╔══

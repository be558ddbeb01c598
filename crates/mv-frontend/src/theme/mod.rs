//! Theme module for UI styling
//!
//! The active theme lives in the shared config, so switching it takes
//! effect on the next frame without restarting.

pub mod palette;
mod visuals;

use mv_core::ThemeProvider;

use crate::config::{SharedConfig, UiTheme};
use palette::Palette;

/// Apply the current theme to egui context
pub fn apply_theme(ctx: &egui::Context, config: &SharedConfig) {
    let is_dark = is_dark_theme(config);
    ctx.set_visuals(visuals::visuals(Palette::for_theme(is_dark), is_dark));
}

/// Create an overlay frame with standard styling
pub fn overlay_frame(is_dark: bool) -> egui::Frame {
    let palette = Palette::for_theme(is_dark);
    egui::Frame::popup(&egui::Style::default())
        .fill(palette.overlay_bg())
        .corner_radius(4.0)
        .stroke(egui::Stroke::new(1.0, palette.border_normal))
}

/// Get whether the current theme is dark
pub fn is_dark_theme(config: &SharedConfig) -> bool {
    config.read().config().ui.theme == UiTheme::Dark
}

/// [`ThemeProvider`] backed by the shared config
#[derive(Clone)]
pub struct ConfigTheme {
    config: SharedConfig,
}

impl ConfigTheme {
    pub fn new(config: SharedConfig) -> Self {
        Self { config }
    }
}

impl ThemeProvider for ConfigTheme {
    fn is_dark_mode(&self) -> bool {
        is_dark_theme(&self.config)
    }
}
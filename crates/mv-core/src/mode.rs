//! Interaction mode state

use std::fmt;
use std::str::FromStr;

use serde::{Deserialize, Serialize};

use crate::error::ModeParseError;

/// Active interaction mode. Exactly one is active at a time.
#[derive(Debug, Clone, Copy, PartialEq, Eq, Hash, Default, Serialize, Deserialize)]
#[serde(rename_all = "lowercase")]
pub enum InteractionMode {
    /// Look only: the gizmo is hidden and the camera orbits freely
    #[default]
    Viewer,
    /// Drag the selected object along an axis
    Translate,
    /// Spin the selected object around an axis
    Rotate,
}

impl InteractionMode {
    /// All modes in toolbar order
    pub const ALL: [InteractionMode; 3] = [
        InteractionMode::Viewer,
        InteractionMode::Translate,
        InteractionMode::Rotate,
    ];

    /// True for the modes that bind the gizmo to an object
    pub fn is_manipulating(&self) -> bool {
        match self {
            InteractionMode::Viewer => false,
            InteractionMode::Translate | InteractionMode::Rotate => true,
        }
    }

    /// Stable lowercase name
    pub fn as_str(&self) -> &'static str {
        match self {
            InteractionMode::Viewer => "viewer",
            InteractionMode::Translate => "translate",
            InteractionMode::Rotate => "rotate",
        }
    }
}

impl fmt::Display for InteractionMode {
    fn fmt(&self, f: &mut fmt::Formatter<'_>) -> fmt::Result {
        f.write_str(self.as_str())
    }
}

impl FromStr for InteractionMode {
    type Err = ModeParseError;

    fn from_str(s: &str) -> Result<Self, Self::Err> {
        match s.trim().to_ascii_lowercase().as_str() {
            "viewer" | "view" => Ok(InteractionMode::Viewer),
            // "transform" is the legacy toolbar name for translate
            "translate" | "transform" => Ok(InteractionMode::Translate),
            "rotate" => Ok(InteractionMode::Rotate),
            _ => Err(ModeParseError(s.to_string())),
        }
    }
}

#[cfg(test)]
mod tests {
    use super::*;

    #[test]
    fn test_default_is_viewer() {
        assert_eq!(InteractionMode::default(), InteractionMode::Viewer);
        assert!(!InteractionMode::Viewer.is_manipulating());
        assert!(InteractionMode::Translate.is_manipulating());
        assert!(InteractionMode::Rotate.is_manipulating());
    }

    #[test]
    fn test_parse_mode_names() {
        assert_eq!("viewer".parse(), Ok(InteractionMode::Viewer));
        assert_eq!("Translate".parse(), Ok(InteractionMode::Translate));
        assert_eq!("transform".parse(), Ok(InteractionMode::Translate));
        assert_eq!(" rotate ".parse(), Ok(InteractionMode::Rotate));
    }

    #[test]
    fn test_parse_unknown_mode_is_error() {
        let err = "scale".parse::<InteractionMode>().unwrap_err();
        assert_eq!(err, ModeParseError("scale".to_string()));
        assert!(err.to_string().contains("scale"));
    }

    #[test]
    fn test_display_round_trips_through_parse() {
        for mode in InteractionMode::ALL {
            assert_eq!(mode.to_string().parse::<InteractionMode>(), Ok(mode));
        }
    }
}
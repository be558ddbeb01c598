//! Anatomy Model Viewer main entry point

// Native entry point
#[cfg(not(target_arch = "wasm32"))]
fn main() -> eframe::Result<()> {
    use tracing_subscriber::{layer::SubscriberExt, util::SubscriberInitExt};

    tracing_subscriber::registry()
        .with(
            tracing_subscriber::EnvFilter::try_from_default_env()
                .unwrap_or_else(|_| "mv_frontend=debug,mv_renderer=debug,mv_core=info".into()),
        )
        .with(tracing_subscriber::fmt::layer())
        .init();

    tracing::info!("Starting Anatomy Model Viewer");

    let native_options = eframe::NativeOptions {
        viewport: egui::ViewportBuilder::default()
            .with_inner_size([1280.0, 800.0])
            .with_min_inner_size([640.0, 480.0])
            .with_title("Anatomy Model Viewer"),
        persist_window: false,
        ..Default::default()
    };

    eframe::run_native(
        "mv",
        native_options,
        Box::new(|cc| Ok(Box::new(mv_frontend::MedicalViewerApp::new(cc)))),
    )
}

// WASM entry point
#[cfg(target_arch = "wasm32")]
fn main() {
    use eframe::wasm_bindgen::JsCast;

    // Redirect `log` message to `console.log` and friends:
    eframe::WebLogger::init(log::LevelFilter::Debug).ok();

    let web_options = eframe::WebOptions::default();

    wasm_bindgen_futures::spawn_local(async {
        let Some(document) = web_sys::window().and_then(|w| w.document()) else {
            log::error!("No document to attach the viewer to");
            return;
        };

        let Some(canvas) = document
            .get_element_by_id("viewer-canvas")
            .and_then(|e| e.dyn_into::<web_sys::HtmlCanvasElement>().ok())
        else {
            log::error!("viewer-canvas was not found or is not a canvas");
            return;
        };

        let start_result = eframe::WebRunner::new()
            .start(
                canvas,
                web_options,
                Box::new(|cc| Ok(Box::new(mv_frontend::MedicalViewerApp::new(cc)))),
            )
            .await;

        // Remove the loading text and spinner:
        if let Some(loading_text) = document.get_element_by_id("loading") {
            match start_result {
                Ok(_) => {
                    loading_text.remove();
                }
                Err(e) => {
                    loading_text.set_inner_html(&format!(
                        "<p>The viewer has crashed. See the developer console for details.</p><p>{:?}</p>",
                        e
                    ));
                }
            }
        }
    });
}
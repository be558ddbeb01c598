//! UI panels

mod viewport;

pub use viewport::{ViewTransform, ViewportPanel, material_color};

╚══

▶ TASK STATEMENT:
Taking the listing above, write all of it out exactly.

▶ RESULT BELOW:
repository be558ddbeb01c598
filename crates/mv-frontend/src/theme/mod.rs
//! Theme module for UI styling
//!
//! The active theme lives in the shared config, so switching it takes
//! effect on the next frame without restarting.

pub mod palette;
mod visuals;

use mv_core::ThemeProvider;

use crate::config::{SharedConfig, UiTheme};
use palette::Palette;

/// Apply the current theme to egui context
pub fn apply_theme(ctx: &egui::Context, config: &SharedConfig) {
    let is_dark = is_dark_theme(config);
    ctx.set_visuals(visuals::visuals(Palette::for_theme(is_dark), is_dark));
}

/// Create an overlay frame with standard styling
pub fn overlay_frame(is_dark: bool) -> egui::Frame {
    let palette = Palette::for_theme(is_dark);
    egui::Frame::popup(&egui::Style::default())
        .fill(palette.overlay_bg())
        .corner_radius(4.0)
        .stroke(egui::Stroke::new(1.0, palette.border_normal))
}

/// Get whether the current theme is dark
pub fn is_dark_theme(config: &SharedConfig) -> bool {
    config.read().config().ui.theme == UiTheme::Dark
}

/// [`ThemeProvider`] backed by the shared config
#[derive(Clone)]
pub struct ConfigTheme {
    config: SharedConfig,
}

impl ConfigTheme {
    pub fn new(config: SharedConfig) -> Self {
        Self { config }
    }
}

impl ThemeProvider for ConfigTheme {
    fn is_dark_mode(&self) -> bool {
        is_dark_theme(&self.config)
    }
}
filename crates/mv-core/src/mode.rs
//! Interaction mode state

use std::fmt;
use std::str::FromStr;

use serde::{Deserialize, Serialize};

use crate::error::ModeParseError;

/// Active interaction mode. Exactly one is active at a time.
#[derive(Debug, Clone, Copy, PartialEq, Eq, Hash, Default, Serialize, Deserialize)]
#[serde(rename_all = "lowercase")]
pub enum InteractionMode {
    /// Look only: the gizmo is hidden and the camera orbits freely
    #[default]
    Viewer,
    /// Drag the selected object along an axis
    Translate,
    /// Spin the selected object around an axis
    Rotate,
}

impl InteractionMode {
    /// All modes in toolbar order
    pub const ALL: [InteractionMode; 3] = [
        InteractionMode::Viewer,
        InteractionMode::Translate,
        InteractionMode::Rotate,
    ];

    /// True for the modes that bind the gizmo to an object
    pub fn is_manipulating(&self) -> bool {
        match self {
            InteractionMode::Viewer => false,
            InteractionMode::Translate | InteractionMode::Rotate => true,
        }
    }

    /// Stable lowercase name
    pub fn as_str(&self) -> &'static str {
        match self {
            InteractionMode::Viewer => "viewer",
            InteractionMode::Translate => "translate",
            InteractionMode::Rotate => "rotate",
        }
    }
}

impl fmt::Display for InteractionMode {
    fn fmt(&self, f: &mut fmt::Formatter<'_>) -> fmt::Result {
        f.write_str(self.as_str())
    }
}

impl FromStr for InteractionMode {
    type Err = ModeParseError;

    fn from_str(s: &str) -> Result<Self, Self::Err> {
        match s.trim().to_ascii_lowercase().as_str() {
            "viewer" | "view" => Ok(InteractionMode::Viewer),
            // "transform" is the legacy toolbar name for translate
            "translate" | "transform" => Ok(InteractionMode::Translate),
            "rotate" => Ok(InteractionMode::Rotate),
            _ => Err(ModeParseError(s.to_string())),
        }
    }
}

#[cfg(test)]
mod tests {
    use super::*;

    #[test]
    fn test_default_is_viewer() {
        assert_eq!(InteractionMode::default(), InteractionMode::Viewer);
        assert!(!InteractionMode::Viewer.is_manipulating());
        assert!(InteractionMode::Translate.is_manipulating());
        assert!(InteractionMode::Rotate.is_manipulating());
    }

    #[test]
    fn test_parse_mode_names() {
        assert_eq!("viewer".parse(), Ok(InteractionMode::Viewer));
        assert_eq!("Translate".parse(), Ok(InteractionMode::Translate));
        assert_eq!("transform".parse(), Ok(InteractionMode::Translate));
        assert_eq!(" rotate ".parse(), Ok(InteractionMode::Rotate));
    }

    #[test]
    fn test_parse_unknown_mode_is_error() {
        let err = "scale".parse::<InteractionMode>().unwrap_err();
        assert_eq!(err, ModeParseError("scale".to_string()));
        assert!(err.to_string().contains("scale"));
    }

    #[test]
    fn test_display_round_trips_through_parse() {
        for mode in InteractionMode::ALL {
            assert_eq!(mode.to_string().parse::<InteractionMode>(), Ok(mode));
        }
    }
}
repository be558ddbeb01c598
//! Anatomy Model Viewer main entry point

// Native entry point
#[cfg(not(target_arch = "wasm32"))]
fn main() -> eframe::Result<()> {
    use tracing_subscriber::{layer::SubscriberExt, util::SubscriberInitExt};

    tracing_subscriber::registry()
        .with(
            tracing_subscriber::EnvFilter::try_from_default_env()
                .unwrap_or_else(|_| "mv_frontend=debug,mv_renderer=debug,mv_core=info".into()),
        )
        .with(tracing_subscriber::fmt::layer())
        .init();

    tracing::info!("Starting Anatomy Model Viewer");

    let native_options = eframe::NativeOptions {
        viewport: egui::ViewportBuilder::default()
            .with_inner_size([1280.0, 800.0])
            .with_min_inner_size([640.0, 480.0])
            .with_title("Anatomy Model Viewer"),
        persist_window: false,
        ..Default::default()
    };

    eframe::run_native(
        "mv",
        native_options,
        Box::new(|cc| Ok(Box::new(mv_frontend::MedicalViewerApp::new(cc)))),
    )
}

// WASM entry point
#[cfg(target_arch = "wasm32")]
fn main() {
    use eframe::wasm_bindgen::JsCast;

    // Redirect `log` message to `console.log` and friends:
    eframe::WebLogger::init(log::LevelFilter::Debug).ok();

    let web_options = eframe::WebOptions::default();

    wasm_bindgen_futures::spawn_local(async {
        let Some(document) = web_sys::window().and_then(|w| w.document()) else {
            log::error!("No document to attach the viewer to");
            return;
        };

        let Some(canvas) = document
            .get_element_by_id("viewer-canvas")
            .and_then(|e| e.dyn_into::<web_sys::HtmlCanvasElement>().ok())
        else {
            log::error!("viewer-canvas was not found or is not a canvas");
            return;
        };

        let start_result = eframe::WebRunner::new()
            .start(
                canvas,
                web_options,
                Box::new(|cc| Ok(Box::new(mv_frontend::MedicalViewerApp::new(cc)))),
            )
            .await;

        // Remove the loading text and spinner:
        if let Some(loading_text) = document.get_element_by_id("loading") {
            match start_result {
                Ok(_) => {
                    loading_text.remove();
                }
                Err(e) => {
                    loading_text.set_inner_html(&format!(
                        "<p>The viewer has crashed. See the developer console for details.</p><p>{:?}</p>",
                        e
                    ));
                }
            }
        }
    });
}
repository be558ddbeb01c598
//! UI panels

mod viewport;

pub use viewport::{ViewTransform, ViewportPanel, material_color};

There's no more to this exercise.